А конфетная бумажка отвратительно шуршит. Ну сколько можно с ней возиться? Да разверни, наконец, свою конфету, чертова кикимора!
Во втором антракте певцы вновь выходили на авансцену, и красавец Ренато с заученной грацией раскланивался, принимал цветы, делился ими с Амелией и графом, показывал великодушным жестом на маэстро и на весь оркестр.
Ингрид ушла в курительную, а Этьен остался в опустевшем партере. Он держал в руке блокнот, сосредоточенно писал, и антракт показался ему удивительно коротким.

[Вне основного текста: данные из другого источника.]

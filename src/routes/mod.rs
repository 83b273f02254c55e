//! HTTP route handlers.
//!
//! The service exposes a single route on `/`. Unmatched paths get a plain
//! 404; other methods on `/` get axum's 405 from the method router.
//!
//! Request tracing is enabled via middleware that generates a unique request
//! ID for each incoming request, allowing correlation of all logs within a
//! request.

pub mod home;

use axum::{middleware, routing::get, Router};
use http::StatusCode;

use crate::middleware::request_id_layer;

/// Fallback handler for unmatched paths.
async fn not_found() -> (StatusCode, &'static str) {
    (StatusCode::NOT_FOUND, "not found")
}

/// Creates the Axum router.
pub fn create_router() -> Router {
    Router::new()
        .route("/", get(home::index))
        .fallback(not_found)
        // Request ID middleware - creates root span with request_id for correlation
        .layer(middleware::from_fn(request_id_layer))
}
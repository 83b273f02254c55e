//! Listen address resolution and constants.
//!
//! There is no configuration file. The bind host and port come from CLI
//! arguments with the `PORT` environment variable as a fallback, matching
//! how container platforms inject the listen port.

use std::net::SocketAddr;

/// Default interface: all interfaces, for container deployments
pub const DEFAULT_HOST: &str = "0.0.0.0";

/// Default listen port
pub const DEFAULT_PORT: u16 = 8080;

/// Environment variable consulted for the listen port when no CLI flag is given
pub const PORT_ENV_VAR: &str = "PORT";

/// Default log filter when RUST_LOG is not set
pub const DEFAULT_LOG_FILTER: &str = "shiftx_web=debug,axum=info";

/// Resolved server configuration.
#[derive(Debug, Clone)]
pub struct ServerConfig {
    pub host: String,
    pub port: u16,
}

impl ServerConfig {
    /// Resolve the listen address with precedence: CLI > `PORT` env var > default.
    pub fn resolve(host: Option<String>, port: Option<u16>) -> Result<Self, ConfigError> {
        let port = match port {
            Some(port) => port,
            None => Self::port_from_env()?.unwrap_or(DEFAULT_PORT),
        };

        Ok(Self {
            host: host.unwrap_or_else(|| DEFAULT_HOST.to_string()),
            port,
        })
    }

    /// Read the `PORT` environment variable, if set.
    fn port_from_env() -> Result<Option<u16>, ConfigError> {
        match std::env::var(PORT_ENV_VAR) {
            Ok(value) => Self::parse_port(&value).map(Some),
            Err(_) => Ok(None),
        }
    }

    /// Parse a port value taken from the environment.
    fn parse_port(value: &str) -> Result<u16, ConfigError> {
        value
            .parse()
            .map_err(|_| ConfigError::InvalidPort(value.to_string()))
    }

    /// The socket address to bind.
    pub fn socket_addr(&self) -> Result<SocketAddr, ConfigError> {
        format!("{}:{}", self.host, self.port)
            .parse()
            .map_err(|_| ConfigError::InvalidAddress(self.host.clone(), self.port))
    }
}

#[derive(Debug, thiserror::Error)]
pub enum ConfigError {
    #[error("Invalid PORT environment variable: {0}")]
    InvalidPort(String),
    #[error("Invalid listen address: {0}:{1}")]
    InvalidAddress(String, u16),
}

#[cfg(test)]
mod tests {
    use super::*;

    #[test]
    fn defaults_apply_when_nothing_is_given() {
        // Safe as long as no test in this module sets PORT
        let config = ServerConfig::resolve(None, None).unwrap();
        assert_eq!(config.host, DEFAULT_HOST);
        assert_eq!(config.port, DEFAULT_PORT);
    }

    #[test]
    fn cli_values_win() {
        let config = ServerConfig::resolve(Some("127.0.0.1".to_string()), Some(9090)).unwrap();
        assert_eq!(config.host, "127.0.0.1");
        assert_eq!(config.port, 9090);
    }

    #[test]
    fn socket_addr_parses_for_valid_config() {
        let config = ServerConfig::resolve(None, Some(8080)).unwrap();
        let addr = config.socket_addr().unwrap();
        assert_eq!(addr.port(), 8080);
        assert!(addr.ip().is_unspecified());
    }

    #[test]
    fn port_parsing_rejects_garbage() {
        assert!(matches!(
            ServerConfig::parse_port("not-a-port"),
            Err(ConfigError::InvalidPort(_))
        ));
        assert!(matches!(
            ServerConfig::parse_port("99999"),
            Err(ConfigError::InvalidPort(_))
        ));
        assert_eq!(ServerConfig::parse_port("8080").unwrap(), 8080);
    }

    #[test]
    fn socket_addr_rejects_bad_host() {
        let config = ServerConfig::resolve(Some("not a host".to_string()), Some(8080)).unwrap();
        assert!(matches!(
            config.socket_addr(),
            Err(ConfigError::InvalidAddress(_, 8080))
        ));
    }
}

В третьем, последнем антракте к Этьену вернулась общительность и галантность. Они снова фланировали по фойе, добровольно подчинив себя круговороту фраков, черных костюмов, вечерних платьев — обнаженные плечи, обнаженные спины. Блистающее изящество, а рядом — безвкусица, путешествующая без виз. Чем богаче безвкусная женщина, тем у нее больше возможностей поразить всех отсутствием вкуса; на нее удивленно оглядываются, а она уверена, что ею любуются.

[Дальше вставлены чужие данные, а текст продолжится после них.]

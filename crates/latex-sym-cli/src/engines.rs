//! Simplification backends selectable from the command line.

use std::convert::Infallible;
use std::path::{Path, PathBuf};
use std::process::Command;

use latex_sym::SymbolicEngine;
use log::debug;

/// Returns the canonical text unchanged.
pub struct Passthrough;

impl SymbolicEngine for Passthrough {
    type Output = String;
    type Error = Infallible;

    fn simplify(&self, expression: &str, _variables: &[String]) -> Result<String, Infallible> {
        Ok(expression.to_string())
    }
}

/// Runs `sympy.simplify` in a Python subprocess.
pub struct Sympy {
    python: PathBuf,
}

#[derive(Debug, thiserror::Error)]
pub enum SympyError {
    #[error("failed to run {python}")]
    Spawn {
        python: String,
        #[source]
        source: std::io::Error,
    },
    #[error("python exited with {status}: {stderr}")]
    Failed { status: String, stderr: String },
}

impl Sympy {
    pub fn new(python: impl AsRef<Path>) -> Self {
        Self {
            python: python.as_ref().to_path_buf(),
        }
    }
}

impl SymbolicEngine for Sympy {
    type Output = String;
    type Error = SympyError;

    fn simplify(&self, expression: &str, variables: &[String]) -> Result<String, SympyError> {
        let script = sympy_script(expression, variables);
        debug!("running sympy script:\n{script}");
        let output = Command::new(&self.python)
            .arg("-c")
            .arg(&script)
            .output()
            .map_err(|source| SympyError::Spawn {
                python: self.python.display().to_string(),
                source,
            })?;
        if !output.status.success() {
            return Err(SympyError::Failed {
                status: output.status.to_string(),
                stderr: String::from_utf8_lossy(&output.stderr).trim().to_string(),
            });
        }
        Ok(String::from_utf8_lossy(&output.stdout).trim().to_string())
    }
}

/// Python source that declares every variable as a sympy symbol and prints
/// the simplified expression.
///
/// The expression reaches sympy as a string literal, so `sympify` reads its
/// numbers as exact integers and `(1)/(3)` stays a rational.
///
/// `reduce(f, [lo, hi])` is defined as the sum of `f(k)` for `k` in the
/// closed range, which is what canonical sums render to.
pub fn sympy_script(expression: &str, variables: &[String]) -> String {
    let mut script = String::from(
        "from sympy import *\n\
         def reduce(f, bounds):\n    \
             return Add(*[f(k) for k in range(int(bounds[0]), int(bounds[1]) + 1)])\n",
    );
    let mut names = String::from("{'reduce': reduce");
    for name in variables {
        // Names are single ASCII letters, so they are valid identifiers.
        script.push_str(&format!("{name} = Symbol('{name}')\n"));
        names.push_str(&format!(", '{name}': {name}"));
    }
    names.push('}');
    // Canonical text never contains quotes or backslashes.
    script.push_str(&format!(
        "print(simplify(sympify({expression:?}, locals={names})))\n"
    ));
    script
}
use std::process::Command;

// Helper function to run latexsym with arguments
fn run_latexsym(args: &[&str]) -> std::process::Output {
    Command::new(env!("CARGO_BIN_EXE_latexsym"))
        .args(args)
        .env_remove("LATEXSYM_ENGINE")
        .env_remove("LATEXSYM_PARTIAL")
        .output()
        .expect("Failed to execute latexsym binary")
}

#[test]
fn test_help_command() {
    let output = run_latexsym(&["--help"]);
    assert!(output.status.success());

    let stdout = String::from_utf8_lossy(&output.stdout);
    assert!(stdout.contains("--engine"));
    assert!(stdout.contains("--partial"));
    assert!(stdout.contains("LATEXSYM_LOG_LEVEL"));
}

#[test]
fn test_canonical_output() {
    let output = run_latexsym(&["\\frac{2}{2^{8}}"]);
    assert!(output.status.success());

    let stdout = String::from_utf8_lossy(&output.stdout);
    assert!(stdout.contains("Parsed Text: Fraction"));
    assert!(stdout.contains("Value: (2)/(2**(8))"));
    assert!(stdout.contains("Simplify: (2)/(2**(8))"));
}

#[test]
fn test_incomplete_input_fails() {
    let output = run_latexsym(&["2+x)"]);
    assert!(!output.status.success());

    let stderr = String::from_utf8_lossy(&output.stderr);
    assert!(stderr.contains("failed to parse"));
    assert!(stderr.contains("left unconsumed"));
}

#[test]
fn test_unknown_control_sequence() {
    let output = run_latexsym(&["\\sqrt{2}"]);
    assert!(!output.status.success());

    let stderr = String::from_utf8_lossy(&output.stderr);
    assert!(stderr.contains("unknown control sequence"));
}
use std::fmt;

/// Parsed expression tree.
///
/// Every composite variant owns its children. Trees are built once per parse
/// and never mutated afterwards.
#[derive(Clone, Debug, PartialEq, Eq)]
pub enum Expression {
    // Literals.
    Number(NumberLiteral),
    Variable(VariableRef),

    // Unary minus in front of a whole expression.
    Negation(Box<Expression>),

    // `a + b - c` or `a * b / c`, folded left to right.
    Chain(BinaryChain),

    /// `base ^ {exponent}`. The exponent always renders parenthesized.
    Power {
        base: Box<Expression>,
        exponent: Box<Expression>,
    },

    /// `\frac{numerator}{denominator}`.
    Fraction {
        numerator: Box<Expression>,
        denominator: Box<Expression>,
    },

    /// `\sum_{variable=lower}^{upper}{body}`, summed over the closed integer
    /// range `[lower, upper]`.
    Sum {
        variable: char,
        lower: NumberLiteral,
        upper: NumberLiteral,
        body: Box<Expression>,
    },

    /// `\integral_{lower}^{upper}{integrand d variable}`.
    Integral {
        lower: Box<Expression>,
        upper: Box<Expression>,
        integrand: Box<Expression>,
        variable: char,
    },

    /// `\sin{argument}`, `\cos{argument}` or `\tan{argument}`.
    Trig {
        function: TrigFunction,
        argument: Box<Expression>,
    },

    // Explicit grouping. Purely structural.
    Group {
        delimiter: Delimiter,
        inner: Box<Expression>,
    },
}

/// A decimal literal such as `3`, `-2.5` or `0.125`.
#[derive(Clone, Debug, PartialEq, Eq)]
pub struct NumberLiteral {
    pub negative: bool,
    /// Non-empty run of decimal digits before the point.
    pub integer: String,
    /// Non-empty run of decimal digits after the point, if any.
    pub fraction: Option<String>,
}

impl NumberLiteral {
    /// Splits literal text like `-2.5` into its parts.
    ///
    /// Returns `None` unless `text` is an optional `-`, at least one digit,
    /// and optionally a `.` followed by at least one digit.
    pub fn from_text(text: &str) -> Option<Self> {
        let (negative, unsigned) = match text.strip_prefix('-') {
            Some(rest) => (true, rest),
            None => (false, text),
        };
        let (integer, fraction) = match unsigned.split_once('.') {
            Some((integer, fraction)) => (integer, Some(fraction)),
            None => (unsigned, None),
        };
        let is_digits = |s: &str| !s.is_empty() && s.bytes().all(|b| b.is_ascii_digit());
        if !is_digits(integer) || !fraction.map_or(true, is_digits) {
            return None;
        }
        Some(Self {
            negative,
            integer: integer.to_string(),
            fraction: fraction.map(str::to_string),
        })
    }

    /// The value as an integer, if the literal has no non-zero fractional
    /// digits and fits in an `i64`.
    pub fn as_integer(&self) -> Option<i64> {
        if let Some(fraction) = &self.fraction {
            if fraction.bytes().any(|b| b != b'0') {
                return None;
            }
        }
        let magnitude: i64 = self.integer.parse().ok()?;
        Some(if self.negative { -magnitude } else { magnitude })
    }

    pub(crate) fn unsigned(&self) -> Self {
        Self {
            negative: false,
            ..self.clone()
        }
    }
}

impl fmt::Display for NumberLiteral {
    fn fmt(&self, f: &mut fmt::Formatter<'_>) -> fmt::Result {
        if self.negative {
            f.write_str("-")?;
        }
        f.write_str(&self.integer)?;
        if let Some(fraction) = &self.fraction {
            write!(f, ".{fraction}")?;
        }
        Ok(())
    }
}

/// A single-letter variable, optionally negated (`x`, `-y`).
#[derive(Clone, Copy, Debug, PartialEq, Eq)]
pub struct VariableRef {
    pub negative: bool,
    pub name: char,
}

impl fmt::Display for VariableRef {
    fn fmt(&self, f: &mut fmt::Formatter<'_>) -> fmt::Result {
        if self.negative {
            f.write_str("-")?;
        }
        write!(f, "{}", self.name)
    }
}

/// One or more operators of the same class applied left to right.
#[derive(Clone, Debug, PartialEq, Eq)]
pub struct BinaryChain {
    pub first: Box<Expression>,
    pub rest: Vec<(BinaryOperator, Expression)>,
}

impl BinaryChain {
    pub fn new(first: Expression, rest: Vec<(BinaryOperator, Expression)>) -> Self {
        debug_assert!(!rest.is_empty(), "chain without operators");
        debug_assert!(
            rest.windows(2).all(|w| w[0].0.class() == w[1].0.class()),
            "chain mixes operator classes"
        );
        Self {
            first: Box::new(first),
            rest,
        }
    }

    pub fn class(&self) -> OperatorClass {
        self.rest
            .first()
            .map_or(OperatorClass::Multiplicative, |(op, _)| op.class())
    }
}

#[derive(Clone, Copy, Debug, PartialEq, Eq)]
pub enum OperatorClass {
    Additive,
    Multiplicative,
}

#[derive(Clone, Copy, Debug, PartialEq, Eq)]
pub enum BinaryOperator {
    Add,
    Sub,
    Mul,
    Div,
}

impl BinaryOperator {
    pub fn symbol(self) -> char {
        match self {
            Self::Add => '+',
            Self::Sub => '-',
            Self::Mul => '*',
            Self::Div => '/',
        }
    }

    pub fn class(self) -> OperatorClass {
        match self {
            Self::Add | Self::Sub => OperatorClass::Additive,
            Self::Mul | Self::Div => OperatorClass::Multiplicative,
        }
    }
}

#[derive(Clone, Copy, Debug, PartialEq, Eq)]
pub enum TrigFunction {
    Sin,
    Cos,
    Tan,
}

impl TrigFunction {
    /// Function name without the leading backslash.
    pub fn name(self) -> &'static str {
        match self {
            Self::Sin => "sin",
            Self::Cos => "cos",
            Self::Tan => "tan",
        }
    }
}

/// Which punctuation delimited a [`Expression::Group`].
#[derive(Clone, Copy, Debug, PartialEq, Eq)]
pub enum Delimiter {
    Paren,
    Brace,
}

Кертнер раскланялся с каким–то важным толстяком.
— Кто это? — спросила Ингрид.
— В кармане у этого толстяка все мое состояние… Вице–директор миланского «Банко Санто Спирито».
— С внучкой?
— С женой. Она любит есть конфеты под музыку.
Кертнер поклонился еще одному важному синьору с бакенбардами.
— Удивительно похож на императора Франца–Иосифа, — сказала Ингрид.
— Это ему даже положено по должности. Наш с вами новый австрийский консул.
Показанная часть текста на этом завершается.